Des membres des Forces démocratiques syriennes (FDS) non loin de Rakka, en Syrie. (Photo de Massoud Hamid/VICE News)

Si la reprise de Rakka n’est pas encore effective, des civils parviennent à fuir la ville. Felat estime que depuis le début de leur offensive plus de 8 000 civils ont rejoint la zone tenue par les FDS à l’extérieur de Rakka. « On va essayer avec tous nos camarades de les protéger, car l’EI utilise toujours les attentats-suicides parmi les civils. Nous essayons également de nettoyer les terrains parce qu’il y a des mines partout. Les civils nous ont aussi confirmé que l’EI utilise les civils comme boucliers humains. »

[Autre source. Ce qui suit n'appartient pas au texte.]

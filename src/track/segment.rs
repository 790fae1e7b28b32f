use rand::Rng;
use serde::{Deserialize, Serialize};
use std::collections::HashMap;

use crate::error::{CoreError, CoreResult};

#[derive(Clone, Copy, Debug, PartialEq, Eq, Hash, Serialize, Deserialize)]
#[serde(rename_all = "lowercase")]
pub enum SegmentType {
    Normal,
    Whisper,
    Shout,
}

impl SegmentType {
    pub const ALL: [SegmentType; 3] = [SegmentType::Normal, SegmentType::Whisper, SegmentType::Shout];

    pub fn as_str(self) -> &'static str {
        match self {
            SegmentType::Normal => "normal",
            SegmentType::Whisper => "whisper",
            SegmentType::Shout => "shout",
        }
    }
}

#[derive(Clone, Copy, Debug, PartialEq, Serialize)]
pub struct TrackSegment {
    pub kind: SegmentType,
    /// Leading edge along the scroll axis
    pub position: f32,
}

/// Discrete probability table over segment types.
#[derive(Clone, Copy, Debug, PartialEq, Deserialize)]
pub struct SegmentDistribution {
    #[serde(default)]
    pub normal: f32,
    #[serde(default)]
    pub whisper: f32,
    #[serde(default)]
    pub shout: f32,
}

impl Default for SegmentDistribution {
    fn default() -> Self {
        Self {
            normal: 0.7,
            whisper: 0.25,
            shout: 0.05,
        }
    }
}

impl SegmentDistribution {
    pub fn new(normal: f32, whisper: f32, shout: f32) -> CoreResult<Self> {
        let dist = Self {
            normal,
            whisper,
            shout,
        };
        crate::config::validate_distribution("distribution", &dist)?;
        Ok(dist)
    }

    pub fn sample<R: Rng>(&self, rng: &mut R) -> SegmentType {
        let total = self.normal + self.whisper + self.shout;
        let roll = rng.random::<f32>() * total;
        if roll < self.normal {
            SegmentType::Normal
        } else if roll < self.normal + self.whisper || self.shout == 0.0 {
            SegmentType::Whisper
        } else {
            SegmentType::Shout
        }
    }
}

/// Image key per segment type, handed to the presentation layer.
#[derive(Clone, Debug)]
pub struct AssetMap {
    keys: HashMap<SegmentType, String>,
}

impl AssetMap {
    pub fn new(keys: HashMap<SegmentType, String>) -> Self {
        Self { keys }
    }

    pub fn segment_image_key(&self, kind: SegmentType) -> CoreResult<&str> {
        self.keys
            .get(&kind)
            .map(String::as_str)
            .ok_or(CoreError::UnmappedType(kind))
    }
}

#[cfg(test)]
mod tests {
    use super::*;
    use rand::rngs::StdRng;
    use rand::SeedableRng;

    #[test]
    fn flat_distribution_roughly_matches_weights() {
        let dist = SegmentDistribution::default();
        let mut rng = StdRng::seed_from_u64(11);
        let mut counts = HashMap::new();
        for _ in 0..10_000 {
            *counts.entry(dist.sample(&mut rng)).or_insert(0usize) += 1;
        }
        let normal = counts[&SegmentType::Normal] as f32 / 10_000.0;
        let whisper = counts[&SegmentType::Whisper] as f32 / 10_000.0;
        let shout = counts[&SegmentType::Shout] as f32 / 10_000.0;
        assert!((normal - 0.7).abs() < 0.03, "normal={}", normal);
        assert!((whisper - 0.25).abs() < 0.03, "whisper={}", whisper);
        assert!((shout - 0.05).abs() < 0.02, "shout={}", shout);
    }

    #[test]
    fn degenerate_distribution_is_constant() {
        let dist = SegmentDistribution::new(0.0, 1.0, 0.0).unwrap();
        let mut rng = StdRng::seed_from_u64(3);
        assert!((0..500).all(|_| dist.sample(&mut rng) == SegmentType::Whisper));
    }

    #[test]
    fn rejects_distribution_not_summing_to_one() {
        assert!(matches!(
            SegmentDistribution::new(0.5, 0.25, 0.05),
            Err(CoreError::InvalidConfiguration(_))
        ));
    }

    #[test]
    fn asset_lookup_reports_gaps() {
        let mut keys = HashMap::new();
        keys.insert(SegmentType::Normal, "ground.png".to_string());
        let assets = AssetMap::new(keys);
        assert_eq!(assets.segment_image_key(SegmentType::Normal), Ok("ground.png"));
        assert_eq!(
            assets.segment_image_key(SegmentType::Shout),
            Err(CoreError::UnmappedType(SegmentType::Shout))
        );
    }

    #[test]
    fn default_assets_cover_every_type() {
        let assets = AssetMap::new(crate::config::AssetsConfig::default().key_map());
        for kind in SegmentType::ALL {
            assert!(assets.segment_image_key(kind).is_ok());
        }
    }
}
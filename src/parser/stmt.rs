use crate::{
    ast::{
        ast::Stmt,
        expressions::IdentifierExpr,
        statements::{BlockStmt, ExpressionStmt, LetStmt, ReturnStmt},
    },
    errors::errors::Error,
    lexer::tokens::TokenKind,
    parser::{expr::parse_expr, lookups::BindingPower},
};

use super::{lookups::LOOKUPS, parser::Parser};

pub fn parse_stmt(parser: &mut Parser) -> Result<Stmt, Error> {
    if let Some(stmt_fn) = LOOKUPS.get_stmt(parser.current_token_kind()) {
        return stmt_fn(parser);
    }

    let token = parser.current_token().clone();
    let expression = parse_expr(parser, BindingPower::Lowest)?;

    skip_optional_semicolon(parser);

    Ok(Stmt::Expression(ExpressionStmt { token, expression }))
}

/// Statements may end in `;` but do not have to.
fn skip_optional_semicolon(parser: &mut Parser) {
    if parser.peek_token_kind() == TokenKind::Semicolon {
        parser.advance();
    }
}

pub fn parse_let_stmt(parser: &mut Parser) -> Result<Stmt, Error> {
    let token = parser.current_token().clone();

    parser.expect_peek(TokenKind::Ident)?;
    let name_token = parser.current_token().clone();
    let name = IdentifierExpr {
        value: name_token.value.clone(),
        token: name_token,
    };

    parser.expect_peek(TokenKind::Assign)?;
    parser.advance();

    let value = parse_expr(parser, BindingPower::Lowest)?;

    skip_optional_semicolon(parser);

    Ok(Stmt::Let(LetStmt { token, name, value }))
}

pub fn parse_return_stmt(parser: &mut Parser) -> Result<Stmt, Error> {
    let token = parser.current_token().clone();
    parser.advance();

    let value = parse_expr(parser, BindingPower::Lowest)?;

    skip_optional_semicolon(parser);

    Ok(Stmt::Return(ReturnStmt { token, value }))
}

/// Parses `{ ... }` with the current token on `{`.
///
/// Stops on the matching `}`, or at `EOF` when the block is never closed.
/// Failed statements inside the block are recorded on the parser and
/// skipped, so a block only fails when it would nest too deeply.
pub fn parse_block_stmt(parser: &mut Parser) -> Result<BlockStmt, Error> {
    let token = parser.current_token().clone();
    parser.enter_nesting()?;
    parser.advance();

    parser.enter_block();
    let body = parser.parse_stmts(Some(TokenKind::RBrace));
    parser.leave_block();
    parser.leave_nesting();

    Ok(BlockStmt { token, body })
}
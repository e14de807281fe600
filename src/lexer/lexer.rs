use std::rc::Rc;

use log::trace;

use crate::{MK_SPAN, MK_TOKEN};

use super::tokens::{lookup_ident, Token, TokenKind, DOUBLE_BYTE_LOOKUP, SINGLE_BYTE_LOOKUP};

/// Pull-based byte scanner.
///
/// Tokens are produced one at a time by [`Lexer::next_token`]. Once the input
/// is exhausted every further call yields an `EOF` token with an empty
/// literal. A lexer owns mutable cursor state and is meant to be driven by a
/// single owner; it is not shared between threads.
#[derive(Clone, Debug)]
pub struct Lexer {
    source: String,
    /// Offset of `ch`
    pos: usize,
    /// Offset of the byte after `ch`
    read_pos: usize,
    /// Current byte, `0` once past the end
    ch: u8,
    file: Rc<String>,
}

impl Lexer {
    pub fn new(source: String, file: Option<String>) -> Lexer {
        let file_name = if let Some(file) = file {
            Rc::new(file)
        } else {
            Rc::new(String::from("shell"))
        };

        let mut lexer = Lexer {
            source,
            pos: 0,
            read_pos: 0,
            ch: 0,
            file: file_name,
        };
        lexer.read_char();
        lexer
    }

    fn read_char(&mut self) {
        // Past the end the cursor stays parked at `source.len()`
        self.ch = self.peek_char();
        self.pos = self.read_pos.min(self.source.len());
        self.read_pos = (self.read_pos + 1).min(self.source.len() + 1);
    }

    fn peek_char(&self) -> u8 {
        self.source
            .as_bytes()
            .get(self.read_pos)
            .copied()
            .unwrap_or(0)
    }

    fn skip_whitespace(&mut self) {
        while matches!(self.ch, b' ' | b'\t' | b'\n' | b'\r') {
            self.read_char();
        }
    }

    /// Consumes a maximal run of bytes accepted by `accept` and returns it.
    fn read_while(&mut self, accept: fn(u8) -> bool) -> String {
        let start = self.pos;
        while accept(self.ch) {
            self.read_char();
        }
        self.source[start..self.pos].to_string()
    }

    pub fn next_token(&mut self) -> Token {
        self.skip_whitespace();

        let start = self.pos;
        let token = if matches!(self.ch, b'=' | b'!') && self.peek_char() == b'=' {
            self.read_char();
            let literal = self.source[start..=self.pos].to_string();
            let kind = DOUBLE_BYTE_LOOKUP
                .get(literal.as_str())
                .copied()
                .unwrap_or(TokenKind::Illegal);
            self.read_char();
            MK_TOKEN!(kind, literal, MK_SPAN!(start, self.pos, self.file))
        } else if let Some(kind) = SINGLE_BYTE_LOOKUP.get(&self.ch).copied() {
            let literal = if kind == TokenKind::EOF {
                String::new()
            } else {
                (self.ch as char).to_string()
            };
            let end = if kind == TokenKind::EOF { start } else { start + 1 };
            self.read_char();
            MK_TOKEN!(kind, literal, MK_SPAN!(start, end, self.file))
        } else if is_letter(self.ch) {
            let literal = self.read_while(is_letter);
            MK_TOKEN!(lookup_ident(&literal), literal, MK_SPAN!(start, self.pos, self.file))
        } else if self.ch.is_ascii_digit() {
            let literal = self.read_while(|ch| ch.is_ascii_digit());
            MK_TOKEN!(TokenKind::Int, literal, MK_SPAN!(start, self.pos, self.file))
        } else {
            // Lossy so that a stray byte of a multi-byte character still prints
            let literal = String::from_utf8_lossy(&[self.ch]).into_owned();
            self.read_char();
            MK_TOKEN!(TokenKind::Illegal, literal, MK_SPAN!(start, start + 1, self.file))
        };

        trace!("lexed {}", token.describe());
        token
    }
}

fn is_letter(ch: u8) -> bool {
    ch.is_ascii_alphabetic() || ch == b'_' || ch == b'?'
}

/// Drains a lexer over `source` into a vector ending with a single `EOF`.
pub fn tokenize(source: String, file: Option<String>) -> Vec<Token> {
    let mut lex = Lexer::new(source, file);
    let mut tokens = vec![];

    loop {
        let token = lex.next_token();
        let at_eof = token.kind == TokenKind::EOF;
        tokens.push(token);

        if at_eof {
            return tokens;
        }
    }
}
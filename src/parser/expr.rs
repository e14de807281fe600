use crate::{
    ast::{
        ast::Expr,
        expressions::{
            BooleanExpr, FunctionLiteral, IdentifierExpr, IfExpr, InfixExpr, IntegerExpr,
            PrefixExpr,
        },
    },
    errors::errors::{Error, ErrorImpl},
    lexer::tokens::TokenKind,
};

use super::{lookups::{BindingPower, LOOKUPS}, parser::Parser, stmt::parse_block_stmt};

/// Parses an expression whose operators all bind tighter than `bp`.
///
/// On entry the current token starts the expression; on exit it is the last
/// token of the expression.
pub fn parse_expr(parser: &mut Parser, bp: BindingPower) -> Result<Expr, Error> {
    parser.enter_nesting()?;
    let result = parse_expr_inner(parser, bp);
    parser.leave_nesting();

    result
}

fn parse_expr_inner(parser: &mut Parser, bp: BindingPower) -> Result<Expr, Error> {
    // First parse NUD
    let token_kind = parser.current_token_kind();
    let Some(nud_fn) = LOOKUPS.get_nud(token_kind) else {
        return Err(Error::new(ErrorImpl::NoPrefixParseFn { kind: token_kind }, parser.get_position()));
    };

    let mut left = nud_fn(parser)?;

    // While the next operator binds tighter than bp, fold it into lhs.
    // Equal binding powers stop here, which makes binary operators left-associative.
    while parser.peek_token_kind() != TokenKind::Semicolon && bp < parser.peek_binding_power() {
        let Some(led_fn) = LOOKUPS.get_led(parser.peek_token_kind()) else {
            return Ok(left);
        };

        let led_bp = parser.peek_binding_power();
        parser.advance();
        left = led_fn(parser, left, led_bp)?;
    }

    Ok(left)
}

pub fn parse_primary_expr(parser: &mut Parser) -> Result<Expr, Error> {
    let token = parser.current_token().clone();

    match token.kind {
        TokenKind::Int => match token.value.parse::<i64>() {
            Ok(value) => Ok(Expr::Integer(IntegerExpr { token, value })),
            Err(_) => Err(Error::new(ErrorImpl::IntegerParseError { literal: token.value.clone() }, parser.get_position())),
        },
        TokenKind::Ident => Ok(Expr::Identifier(IdentifierExpr { value: token.value.clone(), token })),
        TokenKind::True | TokenKind::False => Ok(Expr::Boolean(BooleanExpr { value: token.kind == TokenKind::True, token })),
        _ => Err(Error::new(ErrorImpl::NoPrefixParseFn { kind: token.kind }, parser.get_position())),
    }
}

pub fn parse_binary_expr(parser: &mut Parser, left: Expr, bp: BindingPower) -> Result<Expr, Error> {
    let operator_token = parser.current_token().clone();
    parser.advance();

    let right = parse_expr(parser, bp)?;

    Ok(Expr::Infix(InfixExpr {
        operator: operator_token.value.clone(),
        token: operator_token,
        left: Box::new(left),
        right: Box::new(right),
    }))
}

pub fn parse_prefix_expr(parser: &mut Parser) -> Result<Expr, Error> {
    let operator_token = parser.current_token().clone();
    parser.advance();

    let rhs = parse_expr(parser, BindingPower::Prefix)?;

    Ok(Expr::Prefix(PrefixExpr {
        operator: operator_token.value.clone(),
        token: operator_token,
        right: Box::new(rhs),
    }))
}

pub fn parse_grouping_expr(parser: &mut Parser) -> Result<Expr, Error> {
    parser.advance();
    let expr = parse_expr(parser, BindingPower::Lowest)?;
    parser.expect_peek(TokenKind::RParen)?;

    Ok(expr)
}

pub fn parse_if_expr(parser: &mut Parser) -> Result<Expr, Error> {
    // if (<condition>) { ... } else { ... }
    let token = parser.current_token().clone();

    parser.expect_peek(TokenKind::LParen)?;
    parser.advance();
    let condition = parse_expr(parser, BindingPower::Lowest)?;
    parser.expect_peek(TokenKind::RParen)?;

    parser.expect_peek(TokenKind::LBrace)?;
    let consequence = parse_block_stmt(parser)?;

    let alternative = if parser.peek_token_kind() == TokenKind::Else {
        parser.advance();
        parser.expect_peek(TokenKind::LBrace)?;
        Some(parse_block_stmt(parser)?)
    } else {
        None
    };

    Ok(Expr::If(IfExpr {
        token,
        condition: Box::new(condition),
        consequence,
        alternative,
    }))
}

pub fn parse_fn_expr(parser: &mut Parser) -> Result<Expr, Error> {
    let token = parser.current_token().clone();

    parser.expect_peek(TokenKind::LParen)?;
    let parameters = parse_fn_parameters(parser)?;

    parser.expect_peek(TokenKind::LBrace)?;
    let body = parse_block_stmt(parser)?;

    Ok(Expr::Function(FunctionLiteral {
        token,
        parameters,
        body,
    }))
}

/// Parses `(a, b, c)` with the current token on `(`, leaving it on `)`.
fn parse_fn_parameters(parser: &mut Parser) -> Result<Vec<IdentifierExpr>, Error> {
    let mut parameters = Vec::new();

    if parser.peek_token_kind() == TokenKind::RParen {
        parser.advance();
        return Ok(parameters);
    }

    loop {
        parser.expect_peek(TokenKind::Ident)?;
        let token = parser.current_token().clone();
        parameters.push(IdentifierExpr { value: token.value.clone(), token });

        if parser.peek_token_kind() != TokenKind::Comma {
            break;
        }
        parser.advance();
    }

    parser.expect_peek(TokenKind::RParen)?;

    Ok(parameters)
}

Âgé de 21 ans, Jasime Al-Mouhammed, a fui Rakka et est arrivé dans la zone tenue par les FDS avec sa mère, ses frères et ses sœurs, deux jours avant notre rencontre. « On n’avait pas le droit de vivre comme des êtres humains, on ne pouvait pas sortir de la maison. J’ai perdu mes études et mon travail », raconte Jasime. « L’EI nous obligeait à apprendre son enseignement satanique par la force, il coupait les têtes si on ne le faisait pas. Je fumais le narguilé quand ils ont attaqué notre maison, ils ont cassé le narguilé sur ma tête. On était obligé de s’habiller comme eux, ils nous interdisaient de raser notre barbe. On n’avait pas le droit de quitter la ville, sauf si on était proche de l’EI. »

Des civils qui ont réussi à fuir Rakka et l’EI pour rejoindre la zone tenue par les FDS. (Photo de Massoud Hamid/VICE News)

Les femmes sont les plus grandes victimes de l’EI, nous explique-t-on dans cette zone sécurisée par les FDS. Ibtissame Al-Arnousse, une femme de 36 ans de la ville de Rakka, est retournée chez elle avec son mari et son fils après la libération de sa région par les FDS. « On craignait la mort chaque minute, on vivait dans l’intimidation et dans l’angoisse. Nous vivions comme des fantômes. Ils interdisaient l’école pour nos enfants, les beaux habits, il fallait qu’on soit comme eux. On ne pouvait pas sortir de notre maison, on avait peur si on sortait sans burka. Un jour, ils ont vu ma voisine sans burka, ils ont obligé le mari à flageller sa femme devant tout le monde. Cette dame est tombée malade à cause de cela et quelques mois plus tard, elle en est morte. »

Sous le contrôle de l’EI, le seul commerce florissant à Rakka est celui des voitures — après celui du pétrole. Si le marché des voitures fonctionne bien, c’est parce que certains ont pu acheter des véhicules à bas coût, qui viennent de Turquie, et les revendre plus cher par la suite. Ceux qui ne peuvent pas se lancer dans le business des voitures choisissent d’autres voies : ils deviennent soit pêcheurs ou alors ils importent du matériel de communication pour que les civils à Rakka puissent communiquer avec leurs familles dans d’autres régions ou hors du pays.

Un enfant qui a fui Rakka. (Photo de Massoud Hamid/VICE News)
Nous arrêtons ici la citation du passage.